Thursday 8 June 2017, 2.00PM to 3.00pm
Speaker(s): Dr Marius Eichler, TU Darmstadt, Germany
As of today, binary neutron star mergers are the most promising scenario for the astrophysical r-process site. Very neutron-rich conditions in the dynamic ejecta lead to fission cycling and guarantee that the resulting nuclear composition is largely independent from the hydrodynamical evolution. Recent nucleosynthesis calculations of the r-process in dynamic ejecta lead to a shift in the third r-process peak compared to the solar abundance pattern. I will show how the shift depends on the conditions at the time of freeze-out from (n,γ)-(γ,n) equilibrium and discuss the impact of nuclear mass models, fission fragment distribution models, and β-decay rates on the r-process peaks. Furthermore, I will address the nucleosynthesis of the p-nuclei 92,94Mo and 96,98Ru in 2D core-collapse supernova simulations of a 11.2 M⊙ and a 17.0 M⊙ star.
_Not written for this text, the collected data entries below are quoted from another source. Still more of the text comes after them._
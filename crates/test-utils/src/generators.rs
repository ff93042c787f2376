//! Synthetic image assets.
//!
//! These generators create small, predictable images that stand in for the
//! background, card and icon artwork in tests.

use image::{DynamicImage, ImageOutputFormat, Rgba, RgbaImage};
use std::io::Cursor;
use std::path::Path;

use crate::fixtures::{BACKGROUND_ASSET, CARD_ASSETS, ICON_ASSETS};

/// A single-color RGBA image.
pub fn solid_image(width: u32, height: u32, rgba: [u8; 4]) -> RgbaImage {
    RgbaImage::from_pixel(width, height, Rgba(rgba))
}

/// Encode an image as PNG bytes.
pub fn png_bytes(image: &RgbaImage) -> Vec<u8> {
    let mut buf = Cursor::new(Vec::new());
    DynamicImage::ImageRgba8(image.clone())
        .write_to(&mut buf, ImageOutputFormat::Png)
        .expect("Failed to encode test PNG");
    buf.into_inner()
}

/// A single-color PNG.
pub fn solid_png(width: u32, height: u32, rgba: [u8; 4]) -> Vec<u8> {
    png_bytes(&solid_image(width, height, rgba))
}

/// A horizontal gradient, red increasing left to right.
pub fn gradient_image(width: u32, height: u32) -> RgbaImage {
    RgbaImage::from_fn(width, height, |x, _| {
        let red = (x * 255 / width.max(1)) as u8;
        Rgba([red, 64, 128, 255])
    })
}

/// Every raster asset the default configuration names, as `(name, png)` pairs.
///
/// Cards are 317x200 (aspect 1.585), icons 32x32 and the background 100x115.
pub fn standard_image_assets() -> Vec<(String, Vec<u8>)> {
    let mut assets = vec![(
        BACKGROUND_ASSET.to_string(),
        solid_png(100, 115, [226, 192, 156, 255]),
    )];
    for name in CARD_ASSETS {
        assets.push((name.to_string(), solid_png(317, 200, [20, 20, 20, 255])));
    }
    for name in ICON_ASSETS {
        assets.push((name.to_string(), solid_png(32, 32, [200, 30, 30, 255])));
    }
    assets
}

/// Write `(name, bytes)` pairs into `dir`.
pub fn write_assets(dir: &Path, assets: &[(String, Vec<u8>)]) {
    for (name, bytes) in assets {
        let path = dir.join(name);
        if let Some(parent) = path.parent() {
            std::fs::create_dir_all(parent).expect("Failed to create asset directory");
        }
        std::fs::write(&path, bytes).expect("Failed to write test asset");
    }
}
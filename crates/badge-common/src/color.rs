//! RGB colors parsed from hex strings.

use serde::{Deserialize, Serialize};
use std::fmt;

/// An opaque RGB color.
///
/// Serialized as a `#RRGGBB` hex string so configuration files stay readable.
#[derive(Debug, Clone, Copy, PartialEq, Eq, Hash, Serialize, Deserialize)]
#[serde(try_from = "String", into = "String")]
pub struct Rgb {
    pub r: u8,
    pub g: u8,
    pub b: u8,
}

impl Rgb {
    pub const WHITE: Rgb = Rgb::new(255, 255, 255);

    pub const fn new(r: u8, g: u8, b: u8) -> Self {
        Self { r, g, b }
    }

    /// Parse `#RRGGBB` (leading `#` optional).
    pub fn from_hex(hex: &str) -> Option<Self> {
        let (r, g, b) = hex_to_rgb(hex)?;
        Some(Self { r, g, b })
    }

    /// RGBA bytes with the given alpha.
    pub fn with_alpha(self, a: u8) -> [u8; 4] {
        [self.r, self.g, self.b, a]
    }

    /// Fully opaque RGBA bytes.
    pub fn opaque(self) -> [u8; 4] {
        self.with_alpha(255)
    }
}

impl fmt::Display for Rgb {
    fn fmt(&self, f: &mut fmt::Formatter<'_>) -> fmt::Result {
        write!(f, "#{:02X}{:02X}{:02X}", self.r, self.g, self.b)
    }
}

impl TryFrom<String> for Rgb {
    type Error = String;

    fn try_from(value: String) -> Result<Self, Self::Error> {
        Rgb::from_hex(&value).ok_or_else(|| format!("invalid hex color '{}'", value))
    }
}

impl From<Rgb> for String {
    fn from(color: Rgb) -> Self {
        color.to_string()
    }
}

/// Parse hex color string to RGB
pub fn hex_to_rgb(hex: &str) -> Option<(u8, u8, u8)> {
    let hex = hex.trim().trim_start_matches('#');
    if hex.len() != 6 || !hex.is_ascii() {
        return None;
    }

    let r = u8::from_str_radix(&hex[0..2], 16).ok()?;
    let g = u8::from_str_radix(&hex[2..4], 16).ok()?;
    let b = u8::from_str_radix(&hex[4..6], 16).ok()?;

    Some((r, g, b))
}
While we observe the production of 92Mo and 94Mo in slightly neutron-rich as well as proton-rich regions, 96,98Ru can only be produced efficiently via the νp-process. This disentanglement of production mechanisms has interesting consequences when comparing to the abundance ratios between these isotopes in the solar system and in presolar grains.